Work request: Among the entries below, how many lines contain the string "sorted"? Only the number is wanted.

Supplied records:
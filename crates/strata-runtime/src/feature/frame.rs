//! Feature frame
//!
//! Feature queries read one table, `frame`: a topic's prep table with the
//! reference date (and, for the training split, the target) of every
//! entity attached from the base table.

use crate::datasource::DataSource;
use crate::engine::Engine;
use crate::error::{Result, RuntimeError};
use crate::optimize::narrow;
use crate::table::Table;
use strata_compiler::quote_ident;
use strata_core::{Split, Topic};
use tracing::info;

/// Base table columns carried into the frame
#[derive(Debug, Clone)]
pub struct FrameOptions {
    pub entity_key: String,
    pub reference_date_column: String,
    pub target_column: String,
}

impl Default for FrameOptions {
    fn default() -> Self {
        Self {
            entity_key: "case_id".to_string(),
            reference_date_column: "date_decision".to_string(),
            target_column: "target".to_string(),
        }
    }
}

/// A topic's prep table inner-joined with the base table
#[derive(Debug, Clone)]
pub struct FeatureFrame {
    topic: Topic,
    split: Split,
    table: Table,
}

impl FeatureFrame {
    /// Load the prep table and the base table of `split` and join them.
    pub fn load(
        source: &dyn DataSource,
        engine: &Engine,
        topic: &Topic,
        split: Split,
        options: &FrameOptions,
    ) -> Result<Self> {
        let prep = source.read_prep(topic, split)?;
        let base = narrow(source.read_base(split)?)?;
        Self::join(engine, topic.clone(), split, &prep, &base, options)
    }

    /// Join an already loaded prep table with a base table.
    pub fn join(
        engine: &Engine,
        topic: Topic,
        split: Split,
        prep: &Table,
        base: &Table,
        options: &FrameOptions,
    ) -> Result<Self> {
        let mut carried = vec![&options.reference_date_column];
        if split.has_target() {
            carried.push(&options.target_column);
        }
        for column in carried.iter().chain([&&options.entity_key]) {
            if !base.has_column(column) {
                return Err(RuntimeError::ColumnNotFound(format!("base.{}", column)));
            }
        }
        if !prep.has_column(&options.entity_key) {
            return Err(RuntimeError::ColumnNotFound(format!(
                "{}.{}",
                topic, options.entity_key
            )));
        }

        // carried columns come from the base table even when the prep has them
        let key = quote_ident(&options.entity_key);
        let select: Vec<String> = prep
            .column_names()
            .iter()
            .filter(|name| !carried.contains(name))
            .map(|name| format!("p.{}", quote_ident(name)))
            .chain(carried.iter().map(|c| format!("b.{}", quote_ident(c))))
            .collect();
        let sql = format!(
            "select {}\nfrom prep p\ninner join base b on p.{} = b.{}",
            select.join(", "),
            key,
            key
        );

        let table = engine.query(&sql, &[("prep", prep), ("base", base)])?;
        info!(
            topic = %topic,
            split = %split,
            rows = table.num_rows(),
            columns = table.num_columns(),
            "loaded feature frame"
        );
        Ok(Self {
            topic,
            split,
            table,
        })
    }

    pub fn topic(&self) -> &Topic {
        &self.topic
    }

    pub fn split(&self) -> Split {
        self.split
    }

    pub fn table(&self) -> &Table {
        &self.table
    }
}

#[cfg(test)]
mod tests {
    use super::*;
    use arrow::array::{ArrayRef, AsArray, Int32Array, Int64Array, StringArray};
    use std::sync::Arc;
    use strata_core::Depth;

    fn prep() -> Table {
        Table::from_columns(vec![
            ("case_id", Arc::new(Int32Array::from(vec![1, 1, 2, 9])) as ArrayRef),
            ("num_group1", Arc::new(Int64Array::from(vec![0, 1, 0, 0])) as ArrayRef),
        ])
        .unwrap()
    }

    fn base() -> Table {
        Table::from_columns(vec![
            ("case_id", Arc::new(Int64Array::from(vec![1, 2, 3])) as ArrayRef),
            (
                "date_decision",
                Arc::new(StringArray::from(vec!["2020-01-01", "2020-02-01", "2020-03-01"]))
                    as ArrayRef,
            ),
            ("target", Arc::new(Int64Array::from(vec![0, 1, 0])) as ArrayRef),
        ])
        .unwrap()
    }

    #[test]
    fn test_train_frame_carries_target() {
        let engine = Engine::new().unwrap();
        let topic = Topic::new("person", Depth::Entity).unwrap();
        let frame = FeatureFrame::join(
            &engine,
            topic,
            Split::Train,
            &prep(),
            &base(),
            &FrameOptions::default(),
        )
        .unwrap();

        assert_eq!(frame.table().num_rows(), 3);
        assert_eq!(
            frame.table().column_names(),
            vec!["case_id", "num_group1", "date_decision", "target"]
        );
    }

    #[test]
    fn test_prep_copy_of_carried_column_is_replaced() {
        let engine = Engine::new().unwrap();
        let topic = Topic::new("person", Depth::Entity).unwrap();
        let prep = Table::from_columns(vec![
            ("case_id", Arc::new(Int64Array::from(vec![1, 2])) as ArrayRef),
            (
                "date_decision",
                Arc::new(StringArray::from(vec!["1999-01-01", "1999-01-01"])) as ArrayRef,
            ),
            ("amount_1A", Arc::new(Int64Array::from(vec![5, 6])) as ArrayRef),
        ])
        .unwrap();

        let frame = FeatureFrame::join(
            &engine,
            topic,
            Split::Test,
            &prep,
            &base(),
            &FrameOptions::default(),
        )
        .unwrap();

        assert_eq!(
            frame.table().column_names(),
            vec!["case_id", "amount_1A", "date_decision"]
        );
        let sorted = engine
            .query(
                "select \"date_decision\" from t order by \"case_id\"",
                &[("t", frame.table())],
            )
            .unwrap();
        let dates = sorted.column("date_decision").unwrap();
        let dates = dates.as_string::<i32>();
        assert_eq!(dates.value(0), "2020-01-01");
        assert_eq!(dates.value(1), "2020-02-01");
    }

    #[test]
    fn test_test_frame_has_no_target() {
        let engine = Engine::new().unwrap();
        let topic = Topic::new("person", Depth::Entity).unwrap();
        let frame = FeatureFrame::join(
            &engine,
            topic,
            Split::Test,
            &prep(),
            &base(),
            &FrameOptions::default(),
        )
        .unwrap();
        assert!(!frame.table().has_column("target"));
    }

    #[test]
    fn test_missing_base_column() {
        let engine = Engine::new().unwrap();
        let topic = Topic::new("person", Depth::Entity).unwrap();
        let base = base().drop_column("date_decision").unwrap();
        let err = FeatureFrame::join(
            &engine,
            topic,
            Split::Train,
            &prep(),
            &base,
            &FrameOptions::default(),
        )
        .unwrap_err();
        assert!(matches!(err, RuntimeError::ColumnNotFound(_)));
    }
}
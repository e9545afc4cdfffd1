//! Type system for strata
//!
//! This module contains:
//! - Semantic column types
//! - Topic, depth and dataset split identifiers

pub mod data_type;
pub mod topic;

pub use data_type::DataType;
pub use topic::{Depth, Split, Topic, TopicSet};
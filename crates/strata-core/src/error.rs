//! Error types for Strata Core

use thiserror::Error;

/// Core error type
#[derive(Error, Debug)]
pub enum CoreError {
    #[error("Invalid topic: {0}")]
    InvalidTopic(String),

    #[error("Invalid depth: {0}")]
    InvalidDepth(String),

    #[error("Invalid split: {0}")]
    InvalidSplit(String),

    #[error("Invalid data type: {0}")]
    InvalidDataType(String),

    #[error("Invalid column: {0}")]
    InvalidColumn(String),

    #[error("Feature not found: {0}")]
    FeatureNotFound(String),

    #[error("I/O error: {0}")]
    Io(#[from] std::io::Error),

    #[error("JSON error: {0}")]
    Json(#[from] serde_json::Error),
}

impl CoreError {
    /// Whether this error belongs to the fatal configuration class
    /// (bad topic, depth or split tags).
    pub fn is_configuration(&self) -> bool {
        matches!(
            self,
            CoreError::InvalidTopic(_) | CoreError::InvalidDepth(_) | CoreError::InvalidSplit(_)
        )
    }
}

pub type Result<T> = std::result::Result<T, CoreError>;
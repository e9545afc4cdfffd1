//! Strata Compiler - feature batches to SQL
//!
//! This crate turns feature catalogs into aggregation queries for the
//! embedded SQL engine, and generates the auxiliary statements used by the
//! depth-reduction pipeline (left joins, primary-subrecord slices and the
//! status-union reshape).

pub mod codegen;
pub mod compiler;
pub mod error;
pub mod fixup;

// Re-export main types
pub use codegen::{
    join::left_join_sql,
    quote_ident,
    reshape::{primary_slice_sql, StatusPair, StatusUnion},
};
pub use compiler::{CompiledBatch, CompilerOptions, QueryCompiler};
pub use error::{CompileError, Result};
pub use fixup::TextFixup;
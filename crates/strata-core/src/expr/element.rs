//! Filters and aggregations
//!
//! Both are templated expressions over an ordered list of columns, one
//! positional slot per column.

use crate::expr::column::Column;
use crate::expr::template::render;
use crate::types::DataType;
use serde::{Deserialize, Serialize};
use std::fmt;

/// Aggregation logic templates used by the generator.
pub mod logic {
    pub const COUNT: &str = "count({0})";
    pub const COUNT_DISTINCT: &str = "count(distinct {0})";
    pub const SUM: &str = "sum({0})";
    pub const MIN: &str = "min({0})";
    pub const MAX: &str = "max({0})";
    pub const AVG: &str = "avg({0})";
    pub const STDDEV: &str = "stddev({0})";
}

/// Templated expression over an ordered list of columns
pub trait Element {
    fn columns(&self) -> &[Column];

    fn logic(&self) -> &str;

    /// Render the logic with the column names substituted.
    fn query(&self) -> String {
        let names: Vec<&str> = self.columns().iter().map(Column::name).collect();
        render(self.logic(), &names)
    }

    /// The single input column, for single-column elements.
    fn sole_column(&self) -> Option<&Column> {
        match self.columns() {
            [column] => Some(column),
            _ => None,
        }
    }
}

/// Boolean predicate, rendered in parentheses so filters conjoin safely
#[derive(Debug, Clone, PartialEq, Eq, Hash, Serialize, Deserialize)]
pub struct Filter {
    columns: Vec<Column>,
    logic: String,
}

impl Filter {
    pub fn new(columns: Vec<Column>, logic: impl Into<String>) -> Self {
        Self {
            columns,
            logic: logic.into(),
        }
    }

    /// Predicate over a single column in slot `{0}`.
    pub fn on(column: &Column, logic: impl Into<String>) -> Self {
        Self::new(vec![column.clone()], logic)
    }
}

impl Element for Filter {
    fn columns(&self) -> &[Column] {
        &self.columns
    }

    fn logic(&self) -> &str {
        &self.logic
    }
}

impl fmt::Display for Filter {
    fn fmt(&self, f: &mut fmt::Formatter<'_>) -> fmt::Result {
        write!(f, "({})", self.query())
    }
}

/// Scalar-producing expression with a declared result type
#[derive(Debug, Clone, PartialEq, Eq, Hash, Serialize, Deserialize)]
pub struct Aggregation {
    columns: Vec<Column>,
    logic: String,
    data_type: DataType,
}

impl Aggregation {
    pub fn new(columns: Vec<Column>, logic: impl Into<String>, data_type: DataType) -> Self {
        Self {
            columns,
            logic: logic.into(),
            data_type,
        }
    }

    /// Aggregation over a single column in slot `{0}`.
    pub fn on(column: &Column, logic: impl Into<String>, data_type: DataType) -> Self {
        Self::new(vec![column.clone()], logic, data_type)
    }

    pub fn data_type(&self) -> DataType {
        self.data_type
    }

    /// `avg` or `stddev` applied directly to the input.
    pub fn is_moment(&self) -> bool {
        self.logic == logic::AVG || self.logic == logic::STDDEV
    }
}

impl Element for Aggregation {
    fn columns(&self) -> &[Column] {
        &self.columns
    }

    fn logic(&self) -> &str {
        &self.logic
    }
}

impl fmt::Display for Aggregation {
    fn fmt(&self, f: &mut fmt::Formatter<'_>) -> fmt::Result {
        f.write_str(&self.query())
    }
}

#[cfg(test)]
mod tests {
    use super::*;

    #[test]
    fn test_filter_renders_in_parens() {
        let col = Column::field("num_group1", DataType::Integer);
        let filter = Filter::on(&col, "{0} < 3");
        assert_eq!(filter.query(), "num_group1 < 3");
        assert_eq!(filter.to_string(), "(num_group1 < 3)");
    }

    #[test]
    fn test_aggregation_query() {
        let col = Column::field("amount_1115A", DataType::Float);
        let agg = Aggregation::on(&col, logic::SUM, DataType::Float);
        assert_eq!(agg.to_string(), "sum(amount_1115A)");
        assert_eq!(agg.sole_column(), Some(&col));
        assert!(!agg.is_moment());
        assert!(Aggregation::on(&col, logic::STDDEV, DataType::Float).is_moment());
    }

    #[test]
    fn test_filter_record_shape() {
        let col = Column::field("status_219L", DataType::Categorical);
        let filter = Filter::on(&col, "{0} = 'A'");
        let json = serde_json::to_value(&filter).unwrap();
        assert_eq!(json["logic"], "{0} = 'A'");
        assert_eq!(json["columns"][0]["name"], "status_219L");

        let back: Filter = serde_json::from_value(json).unwrap();
        assert_eq!(back, filter);
    }
}
//! SQL code generation helpers
//!
//! Statements produced here are executed by the runtime engine with
//! identifier normalisation disabled, so quoted identifiers keep their case.

pub mod join;
pub mod reshape;

/// Quote an identifier, doubling embedded quotes.
pub fn quote_ident(name: &str) -> String {
    format!("\"{}\"", name.replace('"', "\"\""))
}

/// Qualified, quoted column reference.
pub fn qualified(table: &str, column: &str) -> String {
    format!("{}.{}", table, quote_ident(column))
}

#[cfg(test)]
mod tests {
    use super::*;

    #[test]
    fn test_quote_ident() {
        assert_eq!(quote_ident("case_id"), "\"case_id\"");
        assert_eq!(quote_ident("a\"b"), "\"a\"\"b\"");
        assert_eq!(qualified("frame", "case_id"), "frame.\"case_id\"");
    }
}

Solution: 2